◆ **Exercise directions**
Look at each line of the listing. Copy those that hold the string "iter".

◆ **Records for this task**
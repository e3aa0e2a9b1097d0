//! Purpose: Hold top-level CLI command dispatch for `sheetrelay`.
//! Exports: `dispatch_command`.
//! Role: Keep `main.rs` focused on parse/bootstrap and delegate command execution.
//! Invariants: Precedence is built-in defaults, then the config file, then flags.
//! Invariants: Credentials are resolved only for commands that reach the API.

use super::*;

use sheetrelay::api::{CredentialSources, SCOPES, SheetsClient, load_token_source};
use sheetrelay::config::Config;
use sheetrelay::job::{DestinationStatus, run_export, run_replicate};
use tracing::info;

use super::report_json::{destination_notice, export_json, replicate_json};

pub(super) fn dispatch_command(cli: Cli) -> Result<RunOutcome, Error> {
    let color_mode = cli.color;
    match cli.command {
        Command::Completion { shell } => {
            let mut cmd = Cli::command();
            clap_complete::aot::generate(shell, &mut cmd, "sheetrelay", &mut io::stdout());
            Ok(RunOutcome::ok())
        }
        Command::Export {
            source,
            destination,
        } => {
            let mut config = load_config(cli.config, cli.credentials)?;
            if let Some(source) = source {
                config.export.source_id = source;
            }
            if let Some(destination) = destination {
                config.export.destination_id = destination;
            }
            let client = connect(&config)?;
            let report = run_export(&client, &config.retry, &config.export)?;
            emit_json(export_json(&config.export, &report));
            Ok(RunOutcome::ok())
        }
        Command::Replicate { origin } => {
            let mut config = load_config(cli.config, cli.credentials)?;
            if let Some(origin) = origin {
                config.replicate.origin_id = origin;
            }
            let client = connect(&config)?;
            let report = run_replicate(&client, &config.retry, &config.replicate)?;
            for notice in report.destinations.iter().filter_map(destination_notice) {
                emit_notice(&notice, color_mode);
            }
            emit_json(replicate_json(&config.replicate, &report));

            let first_failure =
                report
                    .destinations
                    .iter()
                    .find_map(|outcome| match &outcome.status {
                        DestinationStatus::Failed { error } => Some(error.kind()),
                        _ => None,
                    });
            Ok(match first_failure {
                Some(kind) => RunOutcome::with_code(to_exit_code(kind)),
                None => RunOutcome::ok(),
            })
        }
    }
}

fn load_config(path: Option<PathBuf>, credentials: Option<PathBuf>) -> Result<Config, Error> {
    let mut config = match path {
        Some(path) => {
            let config = Config::load(&path)?;
            info!("config loaded from {}", path.display());
            config
        }
        None => Config::default(),
    };
    if let Some(credentials) = credentials {
        config.credentials = credentials;
    }
    Ok(config)
}

fn connect(config: &Config) -> Result<SheetsClient, Error> {
    let sources = CredentialSources::from_env(config.credentials.clone());
    let tokens = load_token_source(&sources, SCOPES)?;
    SheetsClient::new(&config.client, tokens)
}
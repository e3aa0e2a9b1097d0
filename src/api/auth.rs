//! Purpose: Resolve OAuth bearer tokens for the Sheets API.
//! Exports: `TokenSource`, `StaticToken`, `ServiceAccountTokens`, `CredentialSources`, `load_token_source`, `SCOPES`.
//! Role: Credential lookup order: pre-minted token, key JSON from the environment, key file on disk.
//! Invariants: Token values and private keys are never logged.
//! Invariants: An unparsable environment key falls back to the key file instead of failing the run.
use std::path::{Path, PathBuf};

use tracing::{error, info};

use crate::core::error::{Error, ErrorKind};

type ApiResult<T> = Result<T, Error>;

pub const SCOPES: &[&str] = &[
    "https://www.googleapis.com/auth/spreadsheets",
    "https://www.googleapis.com/auth/drive",
];

pub const ACCESS_TOKEN_ENV: &str = "SHEETS_ACCESS_TOKEN";
pub const CREDENTIALS_ENV: &str = "GOOGLE_CREDENTIALS";

pub trait TokenSource: Send + Sync {
    fn access_token(&self) -> ApiResult<String>;
}

/// A bearer token minted elsewhere (e.g. `gcloud auth print-access-token`).
pub struct StaticToken(String);

impl StaticToken {
    pub fn new(token: impl Into<String>) -> Self {
        Self(token.into())
    }
}

impl TokenSource for StaticToken {
    fn access_token(&self) -> ApiResult<String> {
        Ok(self.0.clone())
    }
}

/// Service-account tokens minted and cached by `yup-oauth2`.
///
/// The authenticator is async; it runs on a private current-thread runtime so
/// the rest of the crate stays blocking.
pub struct ServiceAccountTokens {
    client_email: String,
    fetch: Box<dyn Fn() -> ApiResult<String> + Send + Sync>,
}

impl ServiceAccountTokens {
    pub fn from_key_json(json: &str, scopes: &[&str]) -> ApiResult<Self> {
        let key = yup_oauth2::parse_service_account_key(json).map_err(|err| {
            Error::new(ErrorKind::Auth)
                .with_message("invalid service account key")
                .with_source(err)
        })?;
        let client_email = key.client_email.clone();

        install_crypto_provider();
        let runtime = tokio::runtime::Builder::new_current_thread()
            .enable_all()
            .build()
            .map_err(|err| {
                Error::new(ErrorKind::Internal)
                    .with_message("failed to start auth runtime")
                    .with_source(err)
            })?;
        let auth = runtime
            .block_on(yup_oauth2::ServiceAccountAuthenticator::builder(key).build())
            .map_err(|err| {
                Error::new(ErrorKind::Auth)
                    .with_message("failed to build service account authenticator")
                    .with_source(err)
            })?;

        let scopes: Vec<String> = scopes.iter().map(|scope| scope.to_string()).collect();
        let fetch = move || -> ApiResult<String> {
            let token = runtime.block_on(auth.token(&scopes)).map_err(|err| {
                Error::new(token_error_kind(&err))
                    .with_message("failed to obtain access token")
                    .with_source(err)
            })?;
            token
                .token()
                .map(str::to_string)
                .ok_or_else(|| Error::new(ErrorKind::Auth).with_message("token response had no access token"))
        };

        Ok(Self {
            client_email,
            fetch: Box::new(fetch),
        })
    }

    pub fn from_key_file(path: &Path, scopes: &[&str]) -> ApiResult<Self> {
        let json = std::fs::read_to_string(path).map_err(|err| {
            Error::new(ErrorKind::Auth)
                .with_message(format!("failed to read key file {}", path.display()))
                .with_source(err)
        })?;
        Self::from_key_json(&json, scopes)
    }

    pub fn client_email(&self) -> &str {
        &self.client_email
    }
}

impl TokenSource for ServiceAccountTokens {
    fn access_token(&self) -> ApiResult<String> {
        (self.fetch)()
    }
}

/// Where credentials may come from; captured once so lookup stays testable.
#[derive(Clone, Debug, Default)]
pub struct CredentialSources {
    pub access_token: Option<String>,
    pub key_json: Option<String>,
    pub key_file: PathBuf,
}

impl CredentialSources {
    pub fn from_env(key_file: impl Into<PathBuf>) -> Self {
        let non_empty = |name: &str| std::env::var(name).ok().filter(|value| !value.trim().is_empty());
        Self {
            access_token: non_empty(ACCESS_TOKEN_ENV),
            key_json: non_empty(CREDENTIALS_ENV),
            key_file: key_file.into(),
        }
    }
}

pub fn load_token_source(
    sources: &CredentialSources,
    scopes: &[&str],
) -> ApiResult<Box<dyn TokenSource>> {
    if let Some(token) = &sources.access_token {
        info!("using bearer token from {ACCESS_TOKEN_ENV}");
        return Ok(Box::new(StaticToken::new(token.trim())));
    }

    if let Some(json) = &sources.key_json {
        match ServiceAccountTokens::from_key_json(json, scopes) {
            Ok(tokens) => {
                info!(
                    "credentials loaded from {CREDENTIALS_ENV} ({})",
                    tokens.client_email()
                );
                return Ok(Box::new(tokens));
            }
            Err(err) => {
                error!(
                    "failed to use {CREDENTIALS_ENV}, trying {}: {err}",
                    sources.key_file.display()
                );
            }
        }
    } else {
        info!(
            "{CREDENTIALS_ENV} not set, using {}",
            sources.key_file.display()
        );
    }

    if !sources.key_file.exists() {
        return Err(Error::new(ErrorKind::Auth)
            .with_message(format!(
                "no credentials found ({} does not exist)",
                sources.key_file.display()
            ))
            .with_hint(format!(
                "Set {CREDENTIALS_ENV} to a service account key, {ACCESS_TOKEN_ENV} to a bearer token, or pass --credentials."
            )));
    }
    let tokens = ServiceAccountTokens::from_key_file(&sources.key_file, scopes)?;
    info!(
        "credentials loaded from {} ({})",
        sources.key_file.display(),
        tokens.client_email()
    );
    Ok(Box::new(tokens))
}

/// Transport failures at the token endpoint are retryable; everything else is a credential problem.
fn token_error_kind(err: &yup_oauth2::Error) -> ErrorKind {
    match err {
        yup_oauth2::Error::HttpError(_)
        | yup_oauth2::Error::HttpClientError(_)
        | yup_oauth2::Error::LowLevelError(_) => ErrorKind::Io,
        _ => ErrorKind::Auth,
    }
}

fn install_crypto_provider() {
    let _ = rustls::crypto::aws_lc_rs::default_provider().install_default();
}
// Jobs: the two end-to-end flows built on the core read/write loops.
pub mod export;
pub mod replicate;

pub use export::{ColumnMap, ExportConfig, ExportReport, run_export};
pub use replicate::{
    Destination, DestinationOutcome, DestinationStatus, ReplicateConfig, ReplicateReport,
    run_replicate,
};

◆ **Exercise response**
            for notice in report.destinations.iter().filter_map(destination_notice) {
                    .iter()
        let scopes: Vec<String> = scopes.iter().map(|scope| scope.to_string()).collect();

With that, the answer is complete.